Referring now to FIG. 21, an illustrative flow chart for use in device 300 is shown. In step 405, device 300 (e.g., processor 190) looks to acquire a mobile signal by searching for the mobile sync field. This is step is performed when first tuning to a channel, or if there is a loss of synchronization, or upon power-up (in accordance with a set power mode). As used herein, the term “power mode” refers to performing a power management function where, e.g., portions of device 300 are powered-down to conserved power usage. If the mobile sync field is not detected, device 300 checks if a power mode was set in step 425. If a power mode had been previously set, there is a loss of synchronization and device 300 resets the power mode in step 430, e.g., receiver portion 185 of FIG. 20 is now kept powered-up. In any event, device 300 continues to search for a mobile field in step 405. However, upon detection of the mobile sync field (e.g., via mobile field detector 155) in step 405, device 300 recovers the mobile control channel for storage in mobile control channel memory 175 in step 410. As described above, in this example, the mobile control channel is in the first FEC block of the mobile burst. From the mobile control channel information stored in memory 175 (via signal 176), device 300 determines the training mode in step 415 and provides this to VSB demod 150, via signal 172. Thus, VSB demod 150 is set to the number of mobile packets conveying mobile training data and their location in the mobile field for use in converging the equalizer (not shown). In addition, in step 420, device 300 sets the power mode by determining the values for N and M, i.e., how many mobile slices are in a mobile burst (this is derived from the “FEC Blocks” field value stored in memory 175) and how often the mobile bursts occur in the ATSC DTV mobile signal (this is derived from the “Field Number” field value stored in memory 175). As a result, device 300 can enter a power-saving mode, or update a previously set power mode, such that receiver portion 185 is powered down during those periods of time when no mobile burst is expected to be received as described earlier with respect to FIG. 10. This power saving mode exists until the channel is changed or there is a loss of synchronization or a user of the device intervenes, etc.

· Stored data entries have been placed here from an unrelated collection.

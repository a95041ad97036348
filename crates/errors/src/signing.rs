//! Signing error types

use std::borrow::Cow;

use crate::UserFacingError;
use thiserror::Error;

#[derive(Debug, Clone, Error)]
#[non_exhaustive]
pub enum SigningError {
    #[error("invalid key: {message}")]
    KeyFormat { message: String },

    #[error("signing failed: {message}")]
    CryptoOperation { message: String },

    #[error("signature verification failed: {reason}")]
    VerificationFailed { reason: String },
}

impl UserFacingError for SigningError {
    fn user_message(&self) -> Cow<'_, str> {
        Cow::Owned(self.to_string())
    }

    fn user_hint(&self) -> Option<&'static str> {
        match self {
            Self::KeyFormat { .. } => Some(
                "Provide an unencrypted PEM RSA key (PKCS#8 or PKCS#1 private key, SPKI or PKCS#1 public key).",
            ),
            Self::VerificationFailed { .. } => {
                Some("The package contents or its signature were modified; do not trust it.")
            }
            Self::CryptoOperation { .. } => None,
        }
    }

    fn user_code(&self) -> Option<&'static str> {
        let code = match self {
            Self::KeyFormat { .. } => "signing.key_format",
            Self::CryptoOperation { .. } => "signing.crypto_operation",
            Self::VerificationFailed { .. } => "signing.verification_failed",
        };
        Some(code)
    }
}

As noted earlier, an ATSC DTV mobile transmitter can utilize a GPS receiver for synchronizing transmissions with other associated stations. Indeed, by insuring orthogonal time and/or frequency relationships between mobile/handheld broadcasts, additional coverage benefits can be obtained. One example is shown in FIG. 22, where a network F has an associated ATSC DTV mobile transmitter transmitting on channel 3 (associated with an RF channel) having a coverage area 605 generally associated with a city A. In addition, network F also has an associated ATSC DTV mobile transmitter transmitting on channel 7 (associated with an RF channel) for providing the same programming to a coverage area 610 generally associated with an adjacent city B. Similarly, a network G provides programming on channel 5 for city A and the same programming on channel 9 for city B. As shown in FIG. 22, coverage area 605 and coverage area 610 overlap—this result in overlapping coverage area 609. In overlapping coverage area 609 it is possible for a mobile receiver to receive broadcasts from both channels 3 and 7 for network A at the same time by synchronizing the transmissions.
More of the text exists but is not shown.